Как в весеннем лугу, повсюду пестрели разноцветные яркие платки женщин и девчат. Пунцовые от прилившей к лицу крови, тяжело дыша и ложась всей грудью на спицы шпиленка, они шаг за шагом двигались по кругу. Шесть… Семь… Потом восемь… Шпиленок поворачивался трудно и медленно, как минутная стрелка у часов. Вцепившись железными крючьями в звенья цепей, огромных, каждое звено по полпуда, ухая и подпевая, девчата рывками подтаскивали их к кромке плота и сбрасывали в воду. Другие, надев широкие мужичьи рукавицы, волокли блестящий как серебро стальной трос. У каждой реи дежурили тоже девчата, и девчата стояли в самом дальнем конце плота, на корме.

В этом круговороте осмысленного, слаженного труда, в цветнике ярких платьев и кофточек, только две фигуры стояли неподвижно, как центр, вокруг которого вращалось все, — это Алексей Прокопьич и директор леспромхоза Петр Федорович. Коротко и властно отдавали они свои распоряжения, и, покорные их воле, двигались тяжелые цепи, тросы и канаты. Девчата, запыхавшиеся, усталые, подбадривали себя возгласами:

— Еще раз!

— Еще раз!

— Еще взяли!

— Еще раз!

Петр Федорович был уже не тот немного воловатый и забавный парень, которого Александр видел вчера на вечеринке. Он стоял крепкий, прямой, жесткий. В сапогах, аккуратно промазанных дегтем, в гимнастерке, застегнутой на все пуговицы и туго подпоясанной широким армейским ремнем, без фуражки, но гладко причесанный, с сухим и суровым выражением лица.

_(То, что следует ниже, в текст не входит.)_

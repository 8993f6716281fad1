use actix_web::{HttpRequest, HttpResponse, Result as ActixResult};
use tracing::info;

use super::ResultService;
use crate::models::{
    ApiResponse, ErrorCode,
    results::{requests::CreateResultRequest, responses::ResultResponse},
    users::entities::UserRole,
};
use crate::utils::grade::calculate_grade;
use crate::utils::validate::{validate_score, validate_semester, validate_session};

pub async fn create_result(
    service: &ResultService,
    result_data: CreateResultRequest,
    request: &HttpRequest,
) -> ActixResult<HttpResponse> {
    // 分数范围检查
    if let Err(msg) = validate_score(result_data.score) {
        return Ok(HttpResponse::BadRequest()
            .json(ApiResponse::error_empty(ErrorCode::ScoreOutOfRange, msg)));
    }

    // 学年格式检查
    if let Err(msg) = validate_session(&result_data.session) {
        return Ok(HttpResponse::BadRequest().json(ApiResponse::error_empty(ErrorCode::BadRequest, msg)));
    }

    // 学期取值检查
    if let Err(msg) = validate_semester(result_data.semester) {
        return Ok(HttpResponse::BadRequest().json(ApiResponse::error_empty(ErrorCode::BadRequest, msg)));
    }

    let storage = service.get_storage(request);

    // 学生必须存在且角色为学生
    match storage.get_user_by_id(result_data.student_id).await {
        Ok(Some(user)) if user.role == UserRole::Student => {}
        Ok(Some(_)) => {
            return Ok(HttpResponse::BadRequest().json(ApiResponse::error_empty(
                ErrorCode::BadRequest,
                "Target user is not a student",
            )));
        }
        Ok(None) => {
            return Ok(HttpResponse::NotFound().json(ApiResponse::error_empty(
                ErrorCode::UserNotFound,
                "Student not found",
            )));
        }
        Err(e) => {
            return Ok(
                HttpResponse::InternalServerError().json(ApiResponse::error_empty(
                    ErrorCode::InternalServerError,
                    format!("Failed to check student: {e}"),
                )),
            );
        }
    }

    // 课程必须存在
    match storage.get_course_by_id(result_data.course_id).await {
        Ok(Some(_)) => {}
        Ok(None) => {
            return Ok(HttpResponse::NotFound().json(ApiResponse::error_empty(
                ErrorCode::CourseNotFound,
                "Course not found",
            )));
        }
        Err(e) => {
            return Ok(
                HttpResponse::InternalServerError().json(ApiResponse::error_empty(
                    ErrorCode::InternalServerError,
                    format!("Failed to check course: {e}"),
                )),
            );
        }
    }

    // 同一学生同一课程同一学期只允许一条成绩
    match storage
        .find_result(
            result_data.student_id,
            result_data.course_id,
            &result_data.session,
            result_data.semester,
        )
        .await
    {
        Ok(Some(_)) => {
            return Ok(HttpResponse::Conflict().json(ApiResponse::error_empty(
                ErrorCode::ResultAlreadyExists,
                "Result already exists for this student, course and semester",
            )));
        }
        Ok(None) => {}
        Err(e) => {
            return Ok(
                HttpResponse::InternalServerError().json(ApiResponse::error_empty(
                    ErrorCode::InternalServerError,
                    format!("Failed to check existing result: {e}"),
                )),
            );
        }
    }

    // 等级由分数推导
    let grade = calculate_grade(result_data.score);

    match storage.create_result(result_data, grade).await {
        Ok(result) => {
            info!(
                "Result recorded for student {} in course {}",
                result.student_id, result.course_id
            );
            Ok(HttpResponse::Created()
                .json(ApiResponse::success(ResultResponse { result }, "成绩录入成功")))
        }
        Err(e) => Ok(
            HttpResponse::InternalServerError().json(ApiResponse::error_empty(
                ErrorCode::InternalServerError,
                format!("Failed to record result: {e}"),
            )),
        ),
    }
}
//! 课程实体

use sea_orm::entity::prelude::*;

#[derive(Clone, Debug, PartialEq, DeriveEntityModel)]
#[sea_orm(table_name = "courses")]
pub struct Model {
    #[sea_orm(primary_key)]
    pub id: i64,
    #[sea_orm(unique)]
    pub code: String,
    pub title: String,
    pub unit: i32,
    pub department_id: i64,
    #[sea_orm(column_type = "Text", nullable)]
    pub description: Option<String>,
    pub created_at: i64,
    pub updated_at: i64,
}

#[derive(Copy, Clone, Debug, EnumIter, DeriveRelation)]
pub enum Relation {
    #[sea_orm(
        belongs_to = "super::departments::Entity",
        from = "Column::DepartmentId",
        to = "super::departments::Column::Id"
    )]
    Department,
    #[sea_orm(has_many = "super::lecturer_courses::Entity")]
    LecturerCourses,
    #[sea_orm(has_many = "super::results::Entity")]
    Results,
    #[sea_orm(has_many = "super::feedbacks::Entity")]
    Feedbacks,
}

impl Related<super::departments::Entity> for Entity {
    fn to() -> RelationDef {
        Relation::Department.def()
    }
}

impl Related<super::lecturer_courses::Entity> for Entity {
    fn to() -> RelationDef {
        Relation::LecturerCourses.def()
    }
}

impl Related<super::results::Entity> for Entity {
    fn to() -> RelationDef {
        Relation::Results.def()
    }
}

impl Related<super::feedbacks::Entity> for Entity {
    fn to() -> RelationDef {
        Relation::Feedbacks.def()
    }
}

impl ActiveModelBehavior for ActiveModel {}

impl Model {
    pub fn into_course(self) -> crate::models::courses::entities::Course {
        use chrono::{DateTime, Utc};

        crate::models::courses::entities::Course {
            id: self.id,
            code: self.code,
            title: self.title,
            unit: self.unit,
            department_id: self.department_id,
            description: self.description,
            created_at: DateTime::<Utc>::from_timestamp(self.created_at, 0).unwrap_or_default(),
            updated_at: DateTime::<Utc>::from_timestamp(self.updated_at, 0).unwrap_or_default(),
        }
    }
}
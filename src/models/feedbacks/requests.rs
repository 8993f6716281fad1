use serde::Deserialize;

// 提交反馈请求（学生）
#[derive(Debug, Deserialize)]
pub struct SubmitFeedbackRequest {
    pub course_id: i64,
    pub lecturer_id: i64,
    pub rating: i32,
    #[serde(default)]
    pub comment: Option<String>,
    pub semester: i32,
}
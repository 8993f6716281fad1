use actix_web::{HttpRequest, HttpResponse, Result as ActixResult, web};
use once_cell::sync::Lazy;

use crate::middlewares;
use crate::models::users::entities::UserRole;
use crate::services::AdminService;

// 懒加载的全局 AdminService 实例
static ADMIN_SERVICE: Lazy<AdminService> = Lazy::new(AdminService::new_lazy);

pub async fn overview(req: HttpRequest) -> ActixResult<HttpResponse> {
    ADMIN_SERVICE.overview(&req).await
}

pub async fn all_feedback(req: HttpRequest) -> ActixResult<HttpResponse> {
    ADMIN_SERVICE.all_feedback(&req).await
}

// 配置路由
pub fn configure_admin_routes(cfg: &mut web::ServiceConfig) {
    cfg.service(
        web::scope("/api/v1/admin")
            .wrap(middlewares::RequireJWT)
            .service(
                web::scope("")
                    .wrap(middlewares::RequireRole::new_any(UserRole::admin_roles()))
                    .route("/overview", web::get().to(overview))
                    .route("/feedback", web::get().to(all_feedback)),
            ),
    );
}
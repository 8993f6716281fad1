use actix_web::{HttpRequest, HttpResponse, Result as ActixResult};

use super::DepartmentService;
use crate::models::{
    ApiResponse, ErrorCode,
    departments::{requests::UpdateDepartmentRequest, responses::DepartmentResponse},
};

pub async fn update_department(
    service: &DepartmentService,
    department_id: i64,
    update_data: UpdateDepartmentRequest,
    request: &HttpRequest,
) -> ActixResult<HttpResponse> {
    if update_data.name.trim().is_empty() || update_data.code.trim().is_empty() {
        return Ok(HttpResponse::BadRequest().json(ApiResponse::error_empty(
            ErrorCode::BadRequest,
            "Department name and code are required",
        )));
    }

    let storage = service.get_storage(request);

    // 代码唯一性检查（排除自身）
    match storage.get_department_by_code(&update_data.code).await {
        Ok(Some(existing)) if existing.id != department_id => {
            return Ok(HttpResponse::Conflict().json(ApiResponse::error_empty(
                ErrorCode::DepartmentCodeExists,
                "Department code already exists",
            )));
        }
        Ok(_) => {}
        Err(e) => {
            return Ok(
                HttpResponse::InternalServerError().json(ApiResponse::error_empty(
                    ErrorCode::InternalServerError,
                    format!("Failed to check department code: {e}"),
                )),
            );
        }
    }

    match storage.update_department(department_id, update_data).await {
        Ok(Some(department)) => Ok(HttpResponse::Ok().json(ApiResponse::success(
            DepartmentResponse { department },
            "Department updated successfully",
        ))),
        Ok(None) => Ok(HttpResponse::NotFound().json(ApiResponse::error_empty(
            ErrorCode::DepartmentNotFound,
            "Department not found",
        ))),
        Err(e) => Ok(
            HttpResponse::InternalServerError().json(ApiResponse::error_empty(
                ErrorCode::InternalServerError,
                format!("Failed to update department: {e}"),
            )),
        ),
    }
}
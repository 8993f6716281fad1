//! 反馈存储操作

use std::collections::{HashMap, HashSet};

use super::SeaOrmStorage;
use crate::entity::courses::Entity as Courses;
use crate::entity::feedbacks::{ActiveModel, Column, Entity as Feedbacks};
use crate::entity::lecturer_courses::{Column as LecturerCourseColumn, Entity as LecturerCourses};
use crate::entity::results::{Column as ResultColumn, Entity as Results};
use crate::entity::users::Entity as Users;
use crate::errors::{IntellGradeError, Result};
use crate::models::analytics::responses::LecturerStudent;
use crate::models::feedbacks::{
    entities::{Feedback, FeedbackDetailRow, FeedbackRow},
    requests::SubmitFeedbackRequest,
};
use sea_orm::{
    ActiveModelTrait, ColumnTrait, EntityTrait, PaginatorTrait, QueryFilter, QueryOrder,
    QuerySelect, Set,
};

impl SeaOrmStorage {
    /// 提交反馈
    pub async fn create_feedback_impl(
        &self,
        student_id: i64,
        req: SubmitFeedbackRequest,
    ) -> Result<Feedback> {
        let now = chrono::Utc::now().timestamp();

        let model = ActiveModel {
            student_id: Set(student_id),
            course_id: Set(req.course_id),
            lecturer_id: Set(req.lecturer_id),
            rating: Set(req.rating),
            comment: Set(req.comment),
            semester: Set(req.semester),
            created_at: Set(now),
            ..Default::default()
        };

        let result = model
            .insert(&self.db)
            .await
            .map_err(|e| IntellGradeError::database_operation(format!("提交反馈失败: {e}")))?;

        Ok(result.into_feedback())
    }

    /// 查找重复反馈（同学生同课程同讲师同学期）
    pub async fn find_feedback_impl(
        &self,
        student_id: i64,
        course_id: i64,
        lecturer_id: i64,
        semester: i32,
    ) -> Result<Option<Feedback>> {
        let result = Feedbacks::find()
            .filter(Column::StudentId.eq(student_id))
            .filter(Column::CourseId.eq(course_id))
            .filter(Column::LecturerId.eq(lecturer_id))
            .filter(Column::Semester.eq(semester))
            .one(&self.db)
            .await
            .map_err(|e| IntellGradeError::database_operation(format!("查询反馈失败: {e}")))?;

        Ok(result.map(|m| m.into_feedback()))
    }

    /// 某讲师收到的全部反馈（匿名化，带课程信息，按时间倒序）
    pub async fn list_lecturer_feedbacks_impl(&self, lecturer_id: i64) -> Result<Vec<FeedbackRow>> {
        let feedbacks = Feedbacks::find()
            .filter(Column::LecturerId.eq(lecturer_id))
            .order_by_desc(Column::CreatedAt)
            .all(&self.db)
            .await
            .map_err(|e| IntellGradeError::database_operation(format!("查询反馈列表失败: {e}")))?;

        if feedbacks.is_empty() {
            return Ok(Vec::new());
        }

        let course_ids: Vec<i64> = feedbacks
            .iter()
            .map(|f| f.course_id)
            .collect::<HashSet<_>>()
            .into_iter()
            .collect();

        let courses: HashMap<i64, crate::entity::courses::Model> = Courses::find()
            .filter(crate::entity::courses::Column::Id.is_in(course_ids))
            .all(&self.db)
            .await
            .map_err(|e| IntellGradeError::database_operation(format!("查询课程失败: {e}")))?
            .into_iter()
            .map(|c| (c.id, c))
            .collect();

        Ok(feedbacks
            .into_iter()
            .filter_map(|f| {
                let course = courses.get(&f.course_id)?;
                Some(FeedbackRow {
                    id: f.id,
                    course_id: f.course_id,
                    course_code: course.code.clone(),
                    course_title: course.title.clone(),
                    unit: course.unit,
                    rating: f.rating,
                    comment: f.comment,
                    semester: f.semester,
                    created_at: chrono::DateTime::from_timestamp(f.created_at, 0)
                        .unwrap_or_default(),
                })
            })
            .collect())
    }

    /// 全量反馈明细（管理员视角，带学生与讲师姓名，按时间倒序）
    pub async fn list_feedback_details_impl(
        &self,
        limit: Option<u64>,
    ) -> Result<Vec<FeedbackDetailRow>> {
        let mut select = Feedbacks::find().order_by_desc(Column::CreatedAt);

        if let Some(limit) = limit {
            select = select.limit(limit);
        }

        let feedbacks = select
            .all(&self.db)
            .await
            .map_err(|e| IntellGradeError::database_operation(format!("查询反馈列表失败: {e}")))?;

        if feedbacks.is_empty() {
            return Ok(Vec::new());
        }

        let course_ids: Vec<i64> = feedbacks
            .iter()
            .map(|f| f.course_id)
            .collect::<HashSet<_>>()
            .into_iter()
            .collect();

        let user_ids: Vec<i64> = feedbacks
            .iter()
            .flat_map(|f| [f.student_id, f.lecturer_id])
            .collect::<HashSet<_>>()
            .into_iter()
            .collect();

        let courses: HashMap<i64, crate::entity::courses::Model> = Courses::find()
            .filter(crate::entity::courses::Column::Id.is_in(course_ids))
            .all(&self.db)
            .await
            .map_err(|e| IntellGradeError::database_operation(format!("查询课程失败: {e}")))?
            .into_iter()
            .map(|c| (c.id, c))
            .collect();

        let users: HashMap<i64, crate::entity::users::Model> = Users::find()
            .filter(crate::entity::users::Column::Id.is_in(user_ids))
            .all(&self.db)
            .await
            .map_err(|e| IntellGradeError::database_operation(format!("查询用户失败: {e}")))?
            .into_iter()
            .map(|u| (u.id, u))
            .collect();

        let name_of = |id: i64| -> String {
            users
                .get(&id)
                .map(|u| u.display_name.clone().unwrap_or_else(|| u.username.clone()))
                .unwrap_or_default()
        };

        Ok(feedbacks
            .into_iter()
            .filter_map(|f| {
                let course = courses.get(&f.course_id)?;
                Some(FeedbackDetailRow {
                    id: f.id,
                    course_id: f.course_id,
                    course_code: course.code.clone(),
                    course_title: course.title.clone(),
                    lecturer_name: name_of(f.lecturer_id),
                    student_name: name_of(f.student_id),
                    rating: f.rating,
                    comment: f.comment,
                    semester: f.semester,
                    created_at: chrono::DateTime::from_timestamp(f.created_at, 0)
                        .unwrap_or_default(),
                })
            })
            .collect())
    }

    /// 统计反馈数量
    pub async fn count_feedbacks_impl(&self) -> Result<i64> {
        let count = Feedbacks::find()
            .count(&self.db)
            .await
            .map_err(|e| IntellGradeError::database_operation(format!("统计反馈数量失败: {e}")))?;

        Ok(count as i64)
    }

    /// 讲师视角的学生名单（选修其课程的学生，按姓名排序）
    pub async fn list_lecturer_students_impl(
        &self,
        lecturer_id: i64,
    ) -> Result<Vec<LecturerStudent>> {
        let course_ids: Vec<i64> = LecturerCourses::find()
            .select_only()
            .column(LecturerCourseColumn::CourseId)
            .filter(LecturerCourseColumn::LecturerId.eq(lecturer_id))
            .into_tuple()
            .all(&self.db)
            .await
            .map_err(|e| IntellGradeError::database_operation(format!("查询授课关系失败: {e}")))?;

        if course_ids.is_empty() {
            return Ok(Vec::new());
        }

        // 学生在该讲师课程下的选课记录
        let enrollments: Vec<(i64, i64)> = Results::find()
            .select_only()
            .column(ResultColumn::StudentId)
            .column(ResultColumn::CourseId)
            .filter(ResultColumn::CourseId.is_in(course_ids))
            .into_tuple()
            .all(&self.db)
            .await
            .map_err(|e| IntellGradeError::database_operation(format!("查询选课记录失败: {e}")))?;

        if enrollments.is_empty() {
            return Ok(Vec::new());
        }

        let mut courses_per_student: HashMap<i64, HashSet<i64>> = HashMap::new();
        for (student_id, course_id) in enrollments {
            courses_per_student
                .entry(student_id)
                .or_default()
                .insert(course_id);
        }

        let student_ids: Vec<i64> = courses_per_student.keys().copied().collect();

        let students = Users::find()
            .filter(crate::entity::users::Column::Id.is_in(student_ids))
            .all(&self.db)
            .await
            .map_err(|e| IntellGradeError::database_operation(format!("查询学生失败: {e}")))?;

        let department_ids: Vec<i64> = students
            .iter()
            .filter_map(|s| s.department_id)
            .collect::<HashSet<_>>()
            .into_iter()
            .collect();

        let department_names: HashMap<i64, String> = if department_ids.is_empty() {
            HashMap::new()
        } else {
            crate::entity::departments::Entity::find()
                .filter(crate::entity::departments::Column::Id.is_in(department_ids))
                .all(&self.db)
                .await
                .map_err(|e| {
                    IntellGradeError::database_operation(format!("查询院系名称失败: {e}"))
                })?
                .into_iter()
                .map(|d| (d.id, d.name))
                .collect()
        };

        let mut items: Vec<LecturerStudent> = students
            .into_iter()
            .map(|s| {
                let course_count = courses_per_student
                    .get(&s.id)
                    .map(|c| c.len() as i64)
                    .unwrap_or(0);
                LecturerStudent {
                    id: s.id,
                    name: s.display_name.clone().unwrap_or_else(|| s.username.clone()),
                    email: s.email,
                    department: s
                        .department_id
                        .and_then(|id| department_names.get(&id).cloned()),
                    course_count,
                }
            })
            .collect();

        items.sort_by(|a, b| a.name.cmp(&b.name));

        Ok(items)
    }
}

— Эй, на катере, — и голос его звучал отрывисто и резко, — кончай работу, отходи!

Катер тотчас описал широкий круг и устремился к корме. Алексей Прокопьич следил за цепями.

— Довольно, — поднял он руку.

И девчата обрадованно бросили железные крючья, которыми они только что волокли цепи.

Александр узнал юных сестер Надю и Груню, вчера на празднике все время не разлучавшихся друг с другом. И здесь они стояли рядом, направляя ломиками трос, бегущий вдоль плота. Узнал Ксению, высокую рябоватую девицу со злым блеском маленьких зеленых глаз и нахмуренными по-стариковски бровями. Она и вчера мешала общему веселью, ни с кем не сближаясь и подчеркнуто показывая, что она одна. Вчера она пела со всеми вместе песни, выходила плясать, но все это делалось так, чтобы окружающим было понятно — девица веселится только для себя. Так, как ей хочется.

У васильянова колеса он узнал еще трех девушек, имен их он вчера не запомнил. Тут же, вцепившись в спицу колеса обеими руками и изо всех сил таща его на себя, шла по кругу Ирина Даниловна, женщина средних лет, с тихим, задумчивым лицом.

Вчера она одета была в черное шелковое платье с короткими рукавами и повязана таким же черным платком с крылатым узлом на затылке. Александру запомнились ее полные, белые руки, но с узловатыми пальцами от трудной, тяжелой работы.

Теперь она шла откинув назад непокрытую голову — черные волосы упали ей на плечи, — шла по кругу с той же ласковой, задумчивой улыбкой. И так же были обнажены до локтя ее руки. Только теперь на ней была надета вылинявшая солдатская гимнастерка и мускулы рук напряглись так, что потеряли прежнюю женственность.